Bold moves that backfired
By the mid-2000s, all the action in the Indian skies was concentrated in the commercial Low-Cost Carrier (LCC) sector. Geopolitical tensions and steadily rising fuel costs were eating into the margins of full-service carriers like Jet. A raft of new entrants only increased the stakes for Goyal who was particularly wary of the maverick businessman, Vijay Mallya’s plans to buy out Air Deccan, a struggling no-frills airline.
He lost no time in restarting negotiations for the eventual takeover of Air Sahara which had long been stuck in the pipeline. Goyal pulled off a brilliant coup in 2007, buying the Subrata Roy-owned carrier for a total consideration of INR 1450 crore. In his own words, it was a “good deal which is going to help us. We got a 40 percent discount on the original price of INR 2,300 crore.” Brushing aside insinuations that he had still paid too much, Goyal told PTI that, “The deal is commercially viable since we are getting a lot of infrastructure and manpower”. The deal makes complete economic sense.” In hindsight, however, the hard-won deal may have the beginning of the end for Jet Airways.
Watch: Naresh Goyal talks about Air Sahara deal and focus on JetLite in 2008
The integration of Air Sahara under the Jet banner, however, was not without problems. A long-standing tax dispute predating the acquisition – which Jet challenged in court – precluded a complete merger for years. Not to be outdone, Goyal rechristened the ex-Sahara fleet, Jet Lite, retained its original airline code S2, and began flying it on popular domestic routes. The idea was that – with the lower end of the market taken care of – the parent brand would be free to focus all its energies on the premium segment. The devil, however, lay in the details.
Conflicting brand messaging
While the tax dispute was still sub-judice, Goyal thought it fit to start a new low-frills subsidiary, Jet Konnect, in 2009 to improve occupancy on domestic routes while bringing down operating costs. The result was a textbook branding faux pas that will make for compulsory reading in B-schools for a long time to come.
While the plan looked good on paper, Goyal had overlooked a key detail: customer perception.
He now had not one but two low-cost brands in his stable. Little effort was made to differentiate it from Jet Lite which was flying pretty much the same routes, putting the average customer in a fix. Things came to a head when business seats were routinely assigned to economy passengers and full-service flights did not have enough of them.
Consolidation efforts: too little too late
While Jet grappled with these challenges, the market was not standing still. With the entry of Air Vistara into the market in 2015, full-service brands came back into focus. Having sustained heavy losses, Goyal decided it was time to course-correct once again. Jet Blue and Jet Konnect were both merged into the parent brand in a bid to “get rid of the confusion in the minds of customers.”

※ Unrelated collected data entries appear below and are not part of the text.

//! Public keys accepted for Sigstore signatures

use crate::error::{Error, Result};
use const_oid::db::rfc5912::{ID_EC_PUBLIC_KEY, SECP_256_R_1, SECP_384_R_1};
use const_oid::db::rfc8410::ID_ED_25519;
use const_oid::ObjectIdentifier;
use x509_cert::der::Decode;
use x509_cert::spki::SubjectPublicKeyInfoOwned;

/// Signature scheme of a public key
#[derive(Debug, Clone, Copy, PartialEq, Eq)]
pub enum SigningScheme {
    /// ECDSA over P-256 with SHA-256
    EcdsaP256Sha256,
    /// ECDSA over P-384 with a SHA-256 digest
    EcdsaP384Sha256,
    /// Pure Ed25519
    Ed25519,
}

impl SigningScheme {
    pub fn name(&self) -> &'static str {
        match self {
            SigningScheme::EcdsaP256Sha256 => "ECDSA_P256_SHA256",
            SigningScheme::EcdsaP384Sha256 => "ECDSA_P384_SHA256",
            SigningScheme::Ed25519 => "ED25519",
        }
    }
}

/// A decoded public key
#[derive(Debug, Clone, PartialEq, Eq)]
pub enum PublicKey {
    EcdsaP256(p256::ecdsa::VerifyingKey),
    EcdsaP384(p384::ecdsa::VerifyingKey),
    Ed25519(ed25519_dalek::VerifyingKey),
}

impl PublicKey {
    /// Decode a DER-encoded SubjectPublicKeyInfo
    pub fn from_spki_der(der: &[u8]) -> Result<Self> {
        let spki = SubjectPublicKeyInfoOwned::from_der(der)
            .map_err(|e| Error::InvalidKey(format!("failed to parse SubjectPublicKeyInfo: {}", e)))?;
        Self::from_spki(&spki)
    }

    /// Decode a parsed SubjectPublicKeyInfo
    pub fn from_spki(spki: &SubjectPublicKeyInfoOwned) -> Result<Self> {
        let key_bytes = spki
            .subject_public_key
            .as_bytes()
            .ok_or_else(|| Error::InvalidKey("public key bit string is not octet aligned".into()))?;

        if spki.algorithm.oid == ID_EC_PUBLIC_KEY {
            let curve = ec_curve_oid(spki)?;
            if curve == SECP_256_R_1 {
                p256::ecdsa::VerifyingKey::from_sec1_bytes(key_bytes)
                    .map(PublicKey::EcdsaP256)
                    .map_err(|e| Error::InvalidKey(format!("malformed P-256 public key: {}", e)))
            } else if curve == SECP_384_R_1 {
                p384::ecdsa::VerifyingKey::from_sec1_bytes(key_bytes)
                    .map(PublicKey::EcdsaP384)
                    .map_err(|e| Error::InvalidKey(format!("malformed P-384 public key: {}", e)))
            } else {
                Err(Error::InvalidKey(format!("unsupported EC curve: {}", curve)))
            }
        } else if spki.algorithm.oid == ID_ED_25519 {
            let raw: [u8; 32] = key_bytes.try_into().map_err(|_| {
                Error::InvalidKey(format!(
                    "Ed25519 public key must be 32 bytes, got {}",
                    key_bytes.len()
                ))
            })?;
            let key = ed25519_dalek::VerifyingKey::from_bytes(&raw)
                .map_err(|e| Error::InvalidKey(format!("malformed Ed25519 public key: {}", e)))?;
            Ok(PublicKey::Ed25519(key))
        } else {
            Err(Error::InvalidKey(format!(
                "unsupported public key algorithm: {}",
                spki.algorithm.oid
            )))
        }
    }

    pub fn scheme(&self) -> SigningScheme {
        match self {
            PublicKey::EcdsaP256(_) => SigningScheme::EcdsaP256Sha256,
            PublicKey::EcdsaP384(_) => SigningScheme::EcdsaP384Sha256,
            PublicKey::Ed25519(_) => SigningScheme::Ed25519,
        }
    }
}

impl From<p256::ecdsa::VerifyingKey> for PublicKey {
    fn from(key: p256::ecdsa::VerifyingKey) -> Self {
        PublicKey::EcdsaP256(key)
    }
}

impl From<p384::ecdsa::VerifyingKey> for PublicKey {
    fn from(key: p384::ecdsa::VerifyingKey) -> Self {
        PublicKey::EcdsaP384(key)
    }
}

impl From<ed25519_dalek::VerifyingKey> for PublicKey {
    fn from(key: ed25519_dalek::VerifyingKey) -> Self {
        PublicKey::Ed25519(key)
    }
}

/// Extract the EC curve OID from a SubjectPublicKeyInfo
///
/// For EC keys, the algorithm parameters contain the curve OID
fn ec_curve_oid(spki: &SubjectPublicKeyInfoOwned) -> Result<ObjectIdentifier> {
    let Some(params) = &spki.algorithm.parameters else {
        return Err(Error::InvalidKey(
            "EC public key missing curve parameters".to_string(),
        ));
    };

    // value() is the OID content without tag and length
    ObjectIdentifier::from_bytes(params.value())
        .map_err(|e| Error::InvalidKey(format!("failed to parse EC curve OID: {}", e)))
}
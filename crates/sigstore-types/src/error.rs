//! Error types for sigstore-types

use thiserror::Error;

/// Errors produced while decoding Sigstore value types
#[derive(Error, Debug)]
pub enum Error {
    /// JSON (de)serialization failed
    #[error("JSON error: {0}")]
    Json(#[from] serde_json::Error),

    /// Base64 decoding failed
    #[error("base64 decoding error: {0}")]
    Base64(#[from] base64::DecodeError),

    /// Hex decoding failed
    #[error("hex decoding error: {0}")]
    Hex(#[from] hex::FromHexError),

    /// A fixed-size value had the wrong length
    #[error("invalid length: expected {expected} bytes, got {actual}")]
    InvalidLength { expected: usize, actual: usize },

    /// Hash algorithm name not recognized
    #[error("unsupported hash algorithm: {0}")]
    UnsupportedHashAlgorithm(String),
}

/// Result type for sigstore-types
pub type Result<T> = std::result::Result<T, Error>;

Goyal further declared that Jet would “have a uniform full-service product but compete with low fare airlines by working on its cost structure. The company’s coffers were flush with money after Etihad picked up a 24% stake for $379 million in November 2013. However, operating costs soared even as Jet splurged on a fleet of long haul Airbus A-330s and Boeing B-777s, pushing it back into the red. The magic of Goyal’s charisma was beginning to fade with Etihad losing patience with his obduracy.
It is indeed unfortunate that Jet chose to emulate Kingfisher Airlines in trying to ride two horses at once – low cost and premium- and met the exact same fate some 7 years apart.
When the latter crashed out of the market in 2012, Jet was perched at the very top. Though hindsight is 20/20, had Goyal tempered his ambitions with the practical advice from his team, his lot would have been entirely different.